Any \(0 < \lambda < \infty\) penalizes larger values of \(\beta\), effectively shrinking them
Note that we can rewrite the ridge estimator as:
\[\begin{align*} \hat{\beta}_\lambda &= (\boldsymbol X^\top \boldsymbol X + \lambda \boldsymbol I)^{-1} {\color{blue} \boldsymbol I} \boldsymbol X^\top \boldsymbol Y \\ &= (\boldsymbol X^\top \boldsymbol X + \lambda \boldsymbol I)^{-1} {\color{blue} \boldsymbol X^\top \boldsymbol X} \underbrace{{\color{blue} \left( \boldsymbol X^\top \boldsymbol X \right)} \boldsymbol X^\top \boldsymbol Y}_{\hat \beta_\mathrm{OLS}} \\ &= (\boldsymbol X^\top \boldsymbol X + \lambda \boldsymbol I)^{-1} \boldsymbol X^\top \boldsymbol X \hat \beta_\mathrm{OLS}. \end{align*}\]

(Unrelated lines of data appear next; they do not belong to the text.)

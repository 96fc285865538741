use std::collections::HashMap;

use chrono::{DateTime, Utc};
use serde::{Deserialize, Serialize};

/// Severity derived from the raw daily dollar delta, independent of category.
#[derive(Debug, Clone, Copy, PartialEq, Eq, Serialize, Deserialize)]
#[serde(rename_all = "snake_case")]
pub enum AnomalySeverity {
    Low,
    Medium,
    High,
    Critical,
}

/// Root-cause category assigned by the triage cascade.
#[derive(Debug, Clone, Copy, PartialEq, Eq, Serialize, Deserialize)]
#[serde(rename_all = "snake_case")]
pub enum AnomalyCategory {
    ExpectedGrowth,
    DeployRelated,
    ConfigDrift,
    PricingChange,
    CreditsRefundsFees,
    Marketplace,
    DataTransfer,
    K8sCostShift,
    CommitmentCoverageDrift,
    Unknown,
}

/// Approval state of a run. `Pending` is the only state a run may suspend from.
#[derive(Debug, Clone, Copy, PartialEq, Eq, Serialize, Deserialize)]
#[serde(rename_all = "snake_case")]
pub enum ApprovalStatus {
    Pending,
    Approved,
    Denied,
    AutoApproved,
    TimedOut,
}

impl ApprovalStatus {
    /// Whether the executor may act under this status.
    pub fn permits_execution(self) -> bool {
        matches!(self, ApprovalStatus::Approved | ApprovalStatus::AutoApproved)
    }
}

/// Risk classification of a recommended action.
///
/// Variant order is the total order used for approval thresholds; `Ord` is
/// derived from declaration order so the comparison can never drift from a
/// separate score table.
#[derive(Debug, Clone, Copy, PartialEq, Eq, PartialOrd, Ord, Serialize, Deserialize)]
#[serde(rename_all = "snake_case")]
pub enum ActionRiskLevel {
    Low,
    LowMedium,
    Medium,
    High,
    Critical,
}

impl ActionRiskLevel {
    /// Fixed integer score, used for display and external reporting.
    pub fn score(self) -> u8 {
        match self {
            ActionRiskLevel::Low => 10,
            ActionRiskLevel::LowMedium => 20,
            ActionRiskLevel::Medium => 30,
            ActionRiskLevel::High => 40,
            ActionRiskLevel::Critical => 50,
        }
    }

    pub fn as_str(self) -> &'static str {
        match self {
            ActionRiskLevel::Low => "low",
            ActionRiskLevel::LowMedium => "low_medium",
            ActionRiskLevel::Medium => "medium",
            ActionRiskLevel::High => "high",
            ActionRiskLevel::Critical => "critical",
        }
    }
}

/// A detected deviation between expected and actual cost for a
/// service/account/window. Immutable input to the run.
#[derive(Debug, Clone, Serialize, Deserialize)]
pub struct CostAnomaly {
    #[serde(default = "short_id")]
    pub anomaly_id: String,
    #[serde(default = "Utc::now")]
    pub detected_at: DateTime<Utc>,

    pub service: String,
    pub account_id: String,
    #[serde(default)]
    pub region: String,
    #[serde(default)]
    pub team: String,

    #[serde(default)]
    pub expected_daily_cost: f64,
    #[serde(default)]
    pub actual_daily_cost: f64,
    #[serde(default)]
    pub delta_dollars: f64,
    #[serde(default)]
    pub delta_percent: f64,
    #[serde(default)]
    pub z_score: f64,
    #[serde(default = "default_lookback_days")]
    pub lookback_days: u32,
}

impl Default for CostAnomaly {
    fn default() -> Self {
        Self {
            anomaly_id: short_id(),
            detected_at: Utc::now(),
            service: String::new(),
            account_id: String::new(),
            region: String::new(),
            team: String::new(),
            expected_daily_cost: 0.0,
            actual_daily_cost: 0.0,
            delta_dollars: 0.0,
            delta_percent: 0.0,
            z_score: 0.0,
            lookback_days: default_lookback_days(),
        }
    }
}

/// Evidence gathered while triaging: optional numeric deltas plus correlated
/// signals. Absent evidence stays `None`/empty so the cascade can fall through.
#[derive(Debug, Clone, Default, Serialize, Deserialize)]
pub struct TriageEvidence {
    #[serde(default)]
    pub deploy_correlation: Vec<String>,
    #[serde(default)]
    pub usage_correlation: Vec<String>,
    #[serde(default)]
    pub infra_correlation: Vec<String>,

    pub ri_coverage_delta: Option<f64>,
    pub sp_coverage_delta: Option<f64>,
    pub credits_delta: Option<f64>,
    pub refunds_delta: Option<f64>,
    pub fees_delta: Option<f64>,
    pub marketplace_delta: Option<f64>,
    pub data_transfer_delta: Option<f64>,
    #[serde(default)]
    pub k8s_namespace_deltas: HashMap<String, f64>,
}

/// Outcome of the triage cascade: exactly one category per run.
#[derive(Debug, Clone, Serialize, Deserialize)]
pub struct TriageResult {
    pub category: AnomalyCategory,
    pub severity: AnomalySeverity,
    pub confidence: f64,
    pub summary: String,
    pub evidence: TriageEvidence,
}

/// A remediation action proposed by the analyst. `rollback_procedure` is
/// mandatory: an action without a documented way back is not proposable.
#[derive(Debug, Clone, Serialize, Deserialize)]
pub struct RecommendedAction {
    #[serde(default = "short_id")]
    pub action_id: String,
    pub description: String,
    pub action_type: String,
    pub risk_level: ActionRiskLevel,
    #[serde(default)]
    pub estimated_savings_monthly: f64,
    #[serde(default)]
    pub target_resource: String,
    #[serde(default)]
    pub parameters: HashMap<String, serde_json::Value>,
    pub rollback_procedure: String,
}

/// Analyst output: narrative plus proposed actions.
#[derive(Debug, Clone, Serialize, Deserialize)]
pub struct AnalysisResult {
    pub root_cause_narrative: String,
    #[serde(default)]
    pub affected_resources: Vec<String>,
    #[serde(default)]
    pub recommended_actions: Vec<RecommendedAction>,
    #[serde(default)]
    pub estimated_monthly_savings: f64,
    #[serde(default)]
    pub confidence: f64,
}

/// Per-action execution record with before/after snapshots for audit and
/// potential rollback.
#[derive(Debug, Clone, Serialize, Deserialize)]
pub struct ExecutionResult {
    pub action_id: String,
    pub executed_at: DateTime<Utc>,
    pub success: bool,
    pub details: String,
    pub rollback_available: bool,
    #[serde(default)]
    pub pre_action_snapshot: HashMap<String, serde_json::Value>,
    #[serde(default)]
    pub post_action_snapshot: HashMap<String, serde_json::Value>,
}

/// Post-execution recommendation.
#[derive(Debug, Clone, Copy, PartialEq, Eq, Serialize, Deserialize)]
#[serde(rename_all = "snake_case")]
pub enum VerificationRecommendation {
    Close,
    Rollback,
    Escalate,
    Monitor,
}

#[derive(Debug, Clone, Serialize, Deserialize)]
pub struct VerificationResult {
    pub verified_at: DateTime<Utc>,
    pub cost_reduction_observed: bool,
    pub observed_savings_daily: f64,
    pub service_health_ok: bool,
    pub health_check_details: String,
    pub recommendation: VerificationRecommendation,
}

/// Tenant/account context, immutable for the run.
#[derive(Debug, Clone, Serialize, Deserialize)]
pub struct TenantContext {
    pub tenant_id: String,
    #[serde(default)]
    pub management_account_id: String,
    #[serde(default = "default_region")]
    pub default_region: String,
}

impl TenantContext {
    pub fn new(tenant_id: impl Into<String>) -> Self {
        Self {
            tenant_id: tenant_id.into(),
            management_account_id: String::new(),
            default_region: default_region(),
        }
    }
}

/// The single mutable record threaded through a run. Every optional field is
/// written by exactly one stage; only `approval` may be rewritten, and only
/// `pending -> {approved, denied, timed_out}` on resume.
#[derive(Debug, Clone, Serialize, Deserialize)]
pub struct WorkflowState {
    pub workflow_id: String,
    pub started_at: DateTime<Utc>,

    pub tenant: TenantContext,

    pub anomaly: Option<CostAnomaly>,
    pub triage: Option<TriageResult>,
    pub analysis: Option<AnalysisResult>,

    pub approval: ApprovalStatus,
    #[serde(default)]
    pub approval_details: String,

    #[serde(default)]
    pub executions: Vec<ExecutionResult>,
    pub verification: Option<VerificationResult>,

    pub current_phase: String,
    #[serde(default)]
    pub should_terminate: bool,
    pub error: Option<String>,
}

impl WorkflowState {
    pub fn new(tenant: TenantContext, anomaly: Option<CostAnomaly>) -> Self {
        Self {
            workflow_id: uuid::Uuid::new_v4().to_string(),
            started_at: Utc::now(),
            tenant,
            anomaly,
            triage: None,
            analysis: None,
            approval: ApprovalStatus::Pending,
            approval_details: String::new(),
            executions: Vec::new(),
            verification: None,
            current_phase: "watcher".to_string(),
            should_terminate: false,
            error: None,
        }
    }

    /// Actions proposed by the analyst, empty if the stage has not run.
    pub fn recommended_actions(&self) -> &[RecommendedAction] {
        self.analysis
            .as_ref()
            .map(|a| a.recommended_actions.as_slice())
            .unwrap_or_default()
    }
}

/// Short random identifier for anomalies and actions.
pub(crate) fn short_id() -> String {
    uuid::Uuid::new_v4().to_string()[..8].to_string()
}

fn default_lookback_days() -> u32 {
    30
}

fn default_region() -> String {
    "us-east-1".to_string()
}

So \(\hat{\beta}_\lambda\) is a transformed version of \(\hat \beta_\mathrm{OLS}\). Since \(\hat \beta_\mathrm{OLS}\) is unbiased, and \((\boldsymbol X^\top \boldsymbol X + \lambda \boldsymbol I)^{-1} \boldsymbol X^\top \boldsymbol X\) is not the identity, \(\hat{\beta}_\lambda\) must be biased!
Let’s see ridge regression in action on the prostate cancer dataset from Lab 1:
data(prostate, package = "ElemStatLearn")
Y <- prostate$lpsa
X <- model.matrix(~ ., data = prostate |> dplyr::select(-train, -lpsa))
library(glmnet)
ridge <- glmnet(x = X, y = Y, alpha = 0, lambda.min.ratio = .00001)
plot(ridge, xvar = "lambda", lwd = 3)
plot(ridge, main = "Ridge")
We have now introduced our first method to help us navigate the bias-variance tradeoff: ridge regression, which introduces bias to reduce variance.
The Problem: OLS has high variance when \(\boldsymbol X\) is ill-conditioned (multicollinearity), which occurs when some singular values are near zero, making \((\boldsymbol X^\top \boldsymbol X)^{-1}\) unstable.
The Solution: Ridge regression constrains coefficients via \(\|\beta\|_2^2 \leq s\) (or equivalently adds penalty \(\lambda \|\beta\|_2^2\)), which shrinks coefficients toward zero and stabilizes the solution with closed form \(\hat{\beta}_\lambda = (\boldsymbol X^\top \boldsymbol X + \lambda \boldsymbol I)^{-1} \boldsymbol X^\top \boldsymbol Y\).
The Tradeoff: Ridge introduces bias but significantly reduces variance, and we can use cross-validation to find the optimal \(\lambda\) that minimizes prediction risk in the bias-variance tradeoff.